Dataset entries:
===
// Copyright 2026 Open Nexus OS Contributors
// SPDX-License-Identifier: Apache-2.0

//! Dynamic component loading (spec §4.4 "Dynamic loading"), feature-gated
//! behind `dynamic-load` per spec §9 ("keep dynamic-load capability behind a
//! compile/feature flag; the core must be usable without it").
//!
//! Stands in for the C reference's raw `dlopen(library, RTLD_LAZY)` +
//! `dlsym(handle, factory)` with `libloading`, the crate the wider example
//! pack reaches for to do the same thing.

#![allow(unsafe_code)]

use std::sync::Arc;

use libloading::Library;

use crate::{registry, Container, ComponentFactory};

/// The symbol named by a component's `Factory` field: a nullary function
/// returning the factory it registers.
type FactoryConstructor = unsafe extern "C" fn() -> Arc<dyn ComponentFactory>;

/// Reads `Library`/`Factory` out of `config_json`; if both are present,
/// opens `Library` with lazy binding, resolves `Factory`, registers the
/// returned factory, and retains the library handle on `container` so it is
/// closed when the container is freed. Any failure (missing fields, open
/// failure, missing symbol) is logged and otherwise ignored, per spec §7
/// ("Dynamic load failure... Logged; entry skipped; handle closed").
pub(crate) fn try_load_component(container: &Container, config_json: &str) {
    let Ok(parsed) = serde_json::from_str::<serde_json::Value>(config_json) else {
        return;
    };
    let Some(obj) = parsed.as_object() else {
        return;
    };
    let (Some(library_path), Some(factory_symbol)) = (
        obj.get("Library").and_then(|v| v.as_str()),
        obj.get("Factory").and_then(|v| v.as_str()),
    ) else {
        return;
    };

    let library = match unsafe { Library::new(library_path) } {
        Ok(lib) => lib,
        Err(e) => {
            log::error!("could not dynamically load library {library_path:?}: {e}");
            return;
        }
    };

    let constructor = match unsafe { library.get::<FactoryConstructor>(factory_symbol.as_bytes()) }
    {
        Ok(sym) => sym,
        Err(e) => {
            log::error!(
                "could not find factory symbol {factory_symbol:?} in library {library_path:?}: {e}"
            );
            return;
        }
    };

    let factory = unsafe { constructor() };
    if registry::register_factory(factory) {
        container.retain_library(library);
    }
}
//! URL-encoded inputs: the page location and the driver's filter arguments.

use thiserror::Error;

use crate::page::errors::PageError;

pub mod filters;

#[derive(Debug, Error)]
/// Errors that can occur when decoding form-encoded input.
pub enum FormError {
    #[error("malformed query string: {0}")]
    Malformed(#[from] serde::de::value::Error),

    #[error("unknown publication type: {0}")]
    UnknownPublicationType(String),

    #[error("unknown sorting: {0}")]
    UnknownSorting(String),

    #[error(transparent)]
    Page(#[from] PageError),
}
//! Creation timestamps in the viewer's long en-US form.

use chrono::{DateTime, FixedOffset, Local, NaiveDate, NaiveDateTime, Offset};

/// Shown when the endpoint sends a timestamp that cannot be parsed.
pub const INVALID_DATE: &str = "Invalid Date";

const DISPLAY_FORMAT: &str = "%B %-d, %Y at %-I:%M %p";

const NAIVE_FORMATS: &[&str] = &[
    "%Y-%m-%dT%H:%M:%S%.f",
    "%Y-%m-%dT%H:%M",
    "%Y-%m-%d %H:%M:%S%.f",
];

/// UTC offset of the machine the page is viewed on.
pub fn viewer_offset() -> FixedOffset {
    Local::now().offset().fix()
}

/// Parses RFC 3339, RFC 2822 and naive ISO-8601 timestamps. Naive date-times
/// are taken as viewer-local; bare dates as UTC midnight.
pub fn parse_timestamp(raw: &str, viewer: FixedOffset) -> Option<DateTime<FixedOffset>> {
    let raw = raw.trim();
    if let Ok(parsed) = DateTime::parse_from_rfc3339(raw) {
        return Some(parsed);
    }
    if let Ok(parsed) = DateTime::parse_from_rfc2822(raw) {
        return Some(parsed);
    }
    if let Some(naive) = NAIVE_FORMATS
        .iter()
        .find_map(|format| NaiveDateTime::parse_from_str(raw, format).ok())
    {
        return naive.and_local_timezone(viewer).single();
    }
    NaiveDate::parse_from_str(raw, "%Y-%m-%d")
        .ok()
        .and_then(|date| date.and_hms_opt(0, 0, 0))
        .map(|naive| naive.and_utc().fixed_offset())
}

/// Formats `raw` in the viewer's offset, e.g. `April 3, 2024 at 5:30 PM`.
pub fn format_created_at(raw: &str, viewer: FixedOffset) -> String {
    match parse_timestamp(raw, viewer) {
        Some(timestamp) => timestamp
            .with_timezone(&viewer)
            .format(DISPLAY_FORMAT)
            .to_string(),
        None => INVALID_DATE.to_string(),
    }
}
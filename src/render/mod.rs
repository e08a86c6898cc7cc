//! Result card rendering.
//!
//! Cards are produced from embedded Tera templates with autoescaping on, so
//! text coming from the search endpoint (titles, tags, author names, ...) is
//! always escaped. Descriptions may carry inline markup and go through
//! `ammonia` before being inserted verbatim.

use chrono::FixedOffset;
use tera::{Context, Tera};
use thiserror::Error;

use crate::domain::dataset::DatasetSummary;
use crate::dto::explore::{AuthorLine, DatasetCard};

pub mod date;

const CARD_TEMPLATE_NAME: &str = "explore/card.html";
const CARD_TEMPLATE: &str = include_str!("../../templates/explore/card.html");

#[derive(Debug, Error)]
pub enum RenderError {
    #[error("Template error: {0}")]
    Template(#[from] tera::Error),
}

pub type RenderResult<T> = Result<T, RenderError>;

/// Count label shown above the results.
pub fn results_label(count: usize) -> String {
    let noun = if count == 1 { "dataset" } else { "datasets" };
    format!("{count} {noun} found")
}

/// Keeps relative and http(s) links; anything else (e.g. `javascript:`)
/// becomes `#`.
pub fn safe_href(url: &str) -> String {
    let trimmed = url.trim();
    let lower = trimmed.to_ascii_lowercase();
    if trimmed.starts_with('/') || lower.starts_with("http://") || lower.starts_with("https://") {
        trimmed.to_string()
    } else {
        "#".to_string()
    }
}

pub fn sanitize_description(description: &str) -> String {
    ammonia::clean(description)
}

pub struct CardRenderer {
    tera: Tera,
    offset: FixedOffset,
}

impl CardRenderer {
    pub fn with_offset(offset: FixedOffset) -> RenderResult<Self> {
        Self::with_template(offset, CARD_TEMPLATE)
    }

    pub(crate) fn with_template(offset: FixedOffset, template: &str) -> RenderResult<Self> {
        let mut tera = Tera::default();
        tera.add_raw_template(CARD_TEMPLATE_NAME, template)?;
        Ok(Self { tera, offset })
    }

    pub fn card(&self, dataset: &DatasetSummary) -> DatasetCard {
        DatasetCard {
            id: dataset.id.get(),
            href: safe_href(&dataset.url),
            download_href: dataset.download_url(),
            title: dataset.title.clone(),
            publication_type: dataset.publication_type.clone(),
            created_at: date::format_created_at(&dataset.created_at, self.offset),
            description: sanitize_description(&dataset.description),
            authors: dataset
                .authors
                .iter()
                .map(|author| AuthorLine {
                    name: author.name.clone(),
                    affiliation: author.affiliation().map(str::to_string),
                    orcid: author.orcid().map(str::to_string),
                })
                .collect(),
            tags: dataset.tags.clone(),
            total_size: dataset.total_size_in_human_format.clone(),
        }
    }

    pub fn render(&self, dataset: &DatasetSummary) -> RenderResult<String> {
        let mut context = Context::new();
        context.insert("dataset", &self.card(dataset));
        Ok(self.tera.render(CARD_TEMPLATE_NAME, &context)?)
    }
}

#[cfg(test)]
mod tests {
    use super::*;
    use crate::domain::dataset::Author;
    use crate::domain::types::DatasetId;

    fn renderer() -> CardRenderer {
        CardRenderer::with_offset(FixedOffset::east_opt(0).unwrap()).unwrap()
    }

    fn sample() -> DatasetSummary {
        DatasetSummary {
            id: DatasetId::new(7),
            url: "http://localhost/doi/10.1234/ds7".to_string(),
            title: "Genomics <b>set</b>".to_string(),
            description: "Reads <em>and</em> <script>alert(1)</script>calls".to_string(),
            created_at: "Wed, 03 Apr 2024 17:30:00 GMT".to_string(),
            publication_type: "Journal Article".to_string(),
            total_size_in_human_format: "1.2 MB".to_string(),
            authors: vec![
                Author {
                    name: "Ada".to_string(),
                    affiliation: Some("Uni".to_string()),
                    orcid: Some("0000-0001".to_string()),
                },
                Author {
                    name: "Bob".to_string(),
                    affiliation: None,
                    orcid: None,
                },
            ],
            tags: vec!["dna".to_string(), "rna".to_string()],
        }
    }

    #[test]
    fn label_pluralizes() {
        assert_eq!(results_label(0), "0 datasets found");
        assert_eq!(results_label(1), "1 dataset found");
        assert_eq!(results_label(12), "12 datasets found");
    }

    #[test]
    fn href_rejects_script_urls() {
        assert_eq!(safe_href("/dataset/view/1"), "/dataset/view/1");
        assert_eq!(safe_href("HTTPS://example.org"), "HTTPS://example.org");
        assert_eq!(safe_href("javascript:alert(1)"), "#");
        assert_eq!(safe_href(""), "#");
    }

    #[test]
    fn card_view_collects_fields() {
        let card = renderer().card(&sample());

        assert_eq!(card.id, 7);
        assert_eq!(card.download_href, "/dataset/download/7");
        assert_eq!(card.created_at, "April 3, 2024 at 5:30 PM");
        assert_eq!(card.authors[1].affiliation, None);
        assert!(!card.description.contains("script"));
        assert!(card.description.contains("<em>and</em>"));
    }

    #[test]
    fn rendered_card_escapes_server_text() {
        let html = renderer().render(&sample()).unwrap();

        assert!(html.contains("Genomics &lt;b&gt;set&lt;&#x2F;b&gt;"));
        assert!(!html.contains("<script>"));
        assert!(html.contains("data-dataset-id=\"7\""));
        assert!(html.contains("Download (1.2 MB)"));
        assert!(html.contains("April 3, 2024 at 5:30 PM"));
    }

    #[test]
    fn rendered_card_lists_authors_and_tags_in_order() {
        let html = renderer().render(&sample()).unwrap();

        assert!(html.contains("Ada (Uni) (0000-0001)</p>"));
        assert!(html.contains(">Bob</p>"));
        let dna = html.find("data-tag=\"dna\"").unwrap();
        let rna = html.find("data-tag=\"rna\"").unwrap();
        assert!(dna < rna);
        assert!(html.contains("data-publication-type=\"Journal Article\""));
    }
}
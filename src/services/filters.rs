//! Live faceted search on the explore page.
//!
//! The controller keeps the results list in sync with the filter form: every
//! bound control edit issues a [`SearchRequest`], and [`FilterController::complete`]
//! renders the response for the most recent request only.

use log::{debug, error, info, warn};

use crate::domain::criteria::{CriteriaField, DEFAULT_PUBLICATION_TYPE, DEFAULT_SORTING, SearchCriteria};
use crate::domain::dataset::DatasetSummary;
use crate::dto::explore::{SearchOutcome, SearchRequest};
use crate::forms::filters::LocationQuery;
use crate::page::events::{ClickTarget, UiEvent};
use crate::page::{Display, DomReader, DomWriter, ids};
use crate::render::{CardRenderer, results_label};
use crate::services::{ServiceError, ServiceResult, require_elements};
use crate::transport::TransportResult;

/// Count label shown when a search could not be completed.
pub const SEARCH_FAILED_LABEL: &str = "Search failed";
/// Message placed in the error indicator.
pub const SEARCH_FAILED_MESSAGE: &str = "Could not load datasets. Please try again.";

/// Event kind a bound control triggers a search on.
#[derive(Clone, Copy, Debug, PartialEq, Eq)]
pub enum Trigger {
    Input,
    Change,
}

/// Controls bound to the search action. `sorting` is a radio group name.
/// `doi`, `min_size` and `max_size` refresh the results but are not sent.
pub const BINDINGS: &[(&str, Trigger)] = &[
    (ids::QUERY, Trigger::Input),
    (ids::TITLE, Trigger::Input),
    (ids::AUTHOR, Trigger::Input),
    (ids::AFFILIATION, Trigger::Input),
    (ids::TAGS, Trigger::Input),
    (ids::START_DATE, Trigger::Input),
    (ids::END_DATE, Trigger::Input),
    (ids::DOI, Trigger::Input),
    (ids::MIN_SIZE, Trigger::Input),
    (ids::MAX_SIZE, Trigger::Input),
    (ids::PUBLICATION_TYPE, Trigger::Change),
    (ids::SORTING, Trigger::Change),
];

pub const REQUIRED_ELEMENTS: &[&str] = &[
    ids::FILTERS,
    ids::RESULTS,
    ids::RESULTS_NOT_FOUND,
    ids::RESULTS_NUMBER,
    ids::CLEAR_FILTERS,
    ids::QUERY,
    ids::PUBLICATION_TYPE,
];

/// Fields emptied by the clear-filters action.
pub const CLEARED_FIELDS: &[&str] = &[
    ids::QUERY,
    ids::TITLE,
    ids::AUTHOR,
    ids::AFFILIATION,
    ids::TAGS,
    ids::START_DATE,
    ids::END_DATE,
    ids::DOI,
    ids::MIN_SIZE,
    ids::MAX_SIZE,
];

pub fn trigger_for(target: &str) -> Option<Trigger> {
    BINDINGS
        .iter()
        .find(|(id, _)| *id == target)
        .map(|(_, trigger)| *trigger)
}

/// Optional elements found on the page at startup.
#[derive(Debug)]
struct FilterElements {
    results_error: bool,
    clearable: Vec<&'static str>,
}

impl FilterElements {
    fn resolve<D: DomReader>(dom: &D) -> Self {
        let clearable: Vec<&'static str> = CLEARED_FIELDS
            .iter()
            .copied()
            .filter(|id| dom.has_element(id))
            .collect();
        for id in CLEARED_FIELDS.iter().filter(|id| !clearable.contains(*id)) {
            warn!("Optional filter #{id} is not on the page");
        }
        Self {
            results_error: dom.has_element(ids::RESULTS_ERROR),
            clearable,
        }
    }
}

pub struct FilterController<D> {
    dom: D,
    renderer: CardRenderer,
    elements: FilterElements,
    last_issued: u64,
}

impl<D> FilterController<D>
where
    D: DomReader + DomWriter,
{
    /// Binds the controller to the page, pre-fills `query` from the location
    /// and runs the initial search as if the user had typed it.
    pub fn init(
        dom: D,
        renderer: CardRenderer,
        location_search: &str,
    ) -> ServiceResult<(Self, SearchRequest)> {
        require_elements(&dom, REQUIRED_ELEMENTS)?;
        if !dom.has_radio_group(ids::SORTING) {
            return Err(ServiceError::MissingElement(ids::SORTING.to_string()));
        }

        let elements = FilterElements::resolve(&dom);
        let mut controller = Self {
            dom,
            renderer,
            elements,
            last_issued: 0,
        };

        let location = LocationQuery::parse(location_search).unwrap_or_else(|err| {
            warn!("Ignoring unreadable location {location_search:?}: {err}");
            LocationQuery::default()
        });
        controller.dom.set_value(ids::QUERY, location.query())?;

        // `query` is always bound to `input`.
        let request = controller.run_search()?;
        Ok((controller, request))
    }

    pub fn dispatch(&mut self, event: &UiEvent) -> ServiceResult<Option<SearchRequest>> {
        match event {
            UiEvent::Input(target) => self.trigger(target, Trigger::Input),
            UiEvent::Change(target) => self.trigger(target, Trigger::Change),
            UiEvent::Click(ClickTarget::Element(id)) if id == ids::CLEAR_FILTERS => {
                self.clear_filters()
            }
            UiEvent::Click(ClickTarget::TagBadge(tag)) => self.select_tag(tag),
            UiEvent::Click(ClickTarget::PublicationTypeBadge(label)) => {
                self.select_publication_type(label)
            }
            UiEvent::Click(ClickTarget::Element(_)) => Ok(None),
        }
    }

    fn trigger(&mut self, target: &str, kind: Trigger) -> ServiceResult<Option<SearchRequest>> {
        if trigger_for(target) == Some(kind) {
            self.run_search().map(Some)
        } else {
            Ok(None)
        }
    }

    /// Resets the result area and snapshots the form into a new request.
    pub fn run_search(&mut self) -> ServiceResult<SearchRequest> {
        self.dom.clear_children(ids::RESULTS)?;
        self.dom.set_display(ids::RESULTS_NOT_FOUND, Display::None)?;
        if self.elements.results_error {
            self.dom.set_display(ids::RESULTS_ERROR, Display::None)?;
        }

        let criteria = self.snapshot();
        self.last_issued += 1;
        debug!("Issuing search #{}: {criteria:?}", self.last_issued);

        Ok(SearchRequest {
            seq: self.last_issued,
            criteria,
        })
    }

    fn snapshot(&self) -> SearchCriteria {
        let token = self.dom.value(ids::CSRF_TOKEN);
        SearchCriteria::from_lookup(token, |field| match field {
            CriteriaField::Sorting => self.dom.checked_radio(field.key()),
            _ => self.dom.value(field.key()),
        })
    }

    /// Applies the response to request `seq`. Responses to anything but the
    /// latest issued request are dropped without touching the page.
    pub fn complete(
        &mut self,
        seq: u64,
        result: TransportResult<Vec<DatasetSummary>>,
    ) -> ServiceResult<SearchOutcome> {
        if seq != self.last_issued {
            debug!(
                "Dropping response to search #{seq}; latest is #{}",
                self.last_issued
            );
            return Ok(SearchOutcome::Stale);
        }

        let datasets = match result {
            Ok(datasets) => datasets,
            Err(err) => {
                error!("Search #{seq} failed: {err}");
                self.show_failure()?;
                return Ok(SearchOutcome::Failed);
            }
        };

        let cards = datasets
            .iter()
            .map(|dataset| self.renderer.render(dataset))
            .collect::<Result<Vec<_>, _>>()?;

        let count = cards.len();
        self.dom.set_text(ids::RESULTS_NUMBER, &results_label(count))?;
        self.dom.clear_children(ids::RESULTS)?;

        if count == 0 {
            self.dom.set_display(ids::RESULTS_NOT_FOUND, Display::Block)?;
            return Ok(SearchOutcome::Empty);
        }

        for card in &cards {
            self.dom.append_html(ids::RESULTS, card)?;
        }
        info!("Rendered {count} datasets for search #{seq}");

        Ok(SearchOutcome::Rendered(count))
    }

    fn show_failure(&mut self) -> ServiceResult<()> {
        self.dom.clear_children(ids::RESULTS)?;
        self.dom.set_text(ids::RESULTS_NUMBER, SEARCH_FAILED_LABEL)?;
        if self.elements.results_error {
            self.dom.set_text(ids::RESULTS_ERROR, SEARCH_FAILED_MESSAGE)?;
            self.dom.set_display(ids::RESULTS_ERROR, Display::Block)?;
        }
        Ok(())
    }

    /// Tag badge click: the tag becomes the free-text query.
    pub fn select_tag(&mut self, tag: &str) -> ServiceResult<Option<SearchRequest>> {
        self.dom.set_value(ids::QUERY, tag.trim())?;
        self.dispatch(&UiEvent::input(ids::QUERY))
    }

    /// Publication-type badge click: selects the option whose visible text
    /// matches the label. Without a match the selector keeps its value, but
    /// the change is still dispatched.
    pub fn select_publication_type(&mut self, label: &str) -> ServiceResult<Option<SearchRequest>> {
        let label = label.trim();
        let matched = self
            .dom
            .select_options(ids::PUBLICATION_TYPE)?
            .into_iter()
            .find(|option| option.text == label);
        match matched {
            Some(option) => self.dom.set_value(ids::PUBLICATION_TYPE, &option.value)?,
            None => debug!("No publication type option labelled {label:?}"),
        }
        self.dispatch(&UiEvent::change(ids::PUBLICATION_TYPE))
    }

    /// Resets every filter, then re-runs the search through `query`.
    pub fn clear_filters(&mut self) -> ServiceResult<Option<SearchRequest>> {
        for id in &self.elements.clearable {
            self.dom.set_value(id, "")?;
        }
        self.dom
            .set_value(ids::PUBLICATION_TYPE, DEFAULT_PUBLICATION_TYPE)?;
        self.dom.check_radio(ids::SORTING, DEFAULT_SORTING)?;
        self.dispatch(&UiEvent::input(ids::QUERY))
    }

    /// Sequence number of the most recently issued request.
    pub fn last_issued(&self) -> u64 {
        self.last_issued
    }

    pub fn dom(&self) -> &D {
        &self.dom
    }

    /// Mutable page access for the host, e.g. to reflect typing before the
    /// matching event is dispatched.
    pub fn dom_mut(&mut self) -> &mut D {
        &mut self.dom
    }

    pub fn into_dom(self) -> D {
        self.dom
    }
}
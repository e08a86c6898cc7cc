//! Dataset summaries returned by the search endpoint.

use serde::Deserialize;

use crate::domain::types::DatasetId;

#[derive(Clone, Debug, Deserialize, PartialEq, Eq)]
pub struct Author {
    pub name: String,
    #[serde(default)]
    pub affiliation: Option<String>,
    #[serde(default)]
    pub orcid: Option<String>,
}

impl Author {
    /// Affiliation if present and non-empty.
    pub fn affiliation(&self) -> Option<&str> {
        self.affiliation.as_deref().filter(|s| !s.is_empty())
    }

    /// ORCID if present and non-empty.
    pub fn orcid(&self) -> Option<&str> {
        self.orcid.as_deref().filter(|s| !s.is_empty())
    }
}

/// One search hit. Rendered immediately and then dropped.
#[derive(Clone, Debug, Deserialize, PartialEq, Eq)]
pub struct DatasetSummary {
    pub id: DatasetId,
    pub url: String,
    pub title: String,
    #[serde(default)]
    pub description: String,
    /// Timestamp exactly as the endpoint serialized it.
    pub created_at: String,
    pub publication_type: String,
    pub total_size_in_human_format: String,
    #[serde(default)]
    pub authors: Vec<Author>,
    #[serde(default)]
    pub tags: Vec<String>,
}

impl DatasetSummary {
    /// Download link for the dataset archive.
    pub fn download_url(&self) -> String {
        format!("/dataset/download/{}", self.id)
    }
}
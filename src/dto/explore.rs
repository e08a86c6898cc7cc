use serde::Serialize;

use crate::domain::criteria::SearchCriteria;

/// A search issued by the filter controller. `seq` increases with every
/// request the controller issues, so a completion can be matched to the
/// latest one.
#[derive(Clone, Debug, PartialEq, Eq)]
pub struct SearchRequest {
    pub seq: u64,
    pub criteria: SearchCriteria,
}

/// What a completed search did to the page.
#[derive(Clone, Copy, Debug, PartialEq, Eq)]
pub enum SearchOutcome {
    /// `n` cards were rendered.
    Rendered(usize),
    /// The endpoint returned no datasets; the "not found" panel is shown.
    Empty,
    /// Transport or decoding failed; the error indicator is shown.
    Failed,
    /// A newer request was issued meanwhile; the response was dropped.
    Stale,
}

/// One author line of a card.
#[derive(Clone, Debug, Serialize, PartialEq, Eq)]
pub struct AuthorLine {
    pub name: String,
    pub affiliation: Option<String>,
    pub orcid: Option<String>,
}

/// Render-ready view of a dataset summary.
#[derive(Clone, Debug, Serialize, PartialEq, Eq)]
pub struct DatasetCard {
    pub id: i64,
    /// Link target, already checked to be relative or http(s).
    pub href: String,
    pub download_href: String,
    pub title: String,
    pub publication_type: String,
    pub created_at: String,
    /// Sanitized markup.
    pub description: String,
    pub authors: Vec<AuthorLine>,
    pub tags: Vec<String>,
    pub total_size: String,
}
===
◆ **Task to carry out**: Please let your answer be exactly the lines from the one holding "response was dropped." through the last line of the entries above, both ends included.

◆ **Exercise response**:
    /// A newer request was issued meanwhile; the response was dropped.
    Stale,
}

/// One author line of a card.
#[derive(Clone, Debug, Serialize, PartialEq, Eq)]
pub struct AuthorLine {
    pub name: String,
    pub affiliation: Option<String>,
    pub orcid: Option<String>,
}

/// Render-ready view of a dataset summary.
#[derive(Clone, Debug, Serialize, PartialEq, Eq)]
pub struct DatasetCard {
    pub id: i64,
    /// Link target, already checked to be relative or http(s).
    pub href: String,
    pub download_href: String,
    pub title: String,
    pub publication_type: String,
    pub created_at: String,
    /// Sanitized markup.
    pub description: String,
    pub authors: Vec<AuthorLine>,
    pub tags: Vec<String>,
    pub total_size: String,
}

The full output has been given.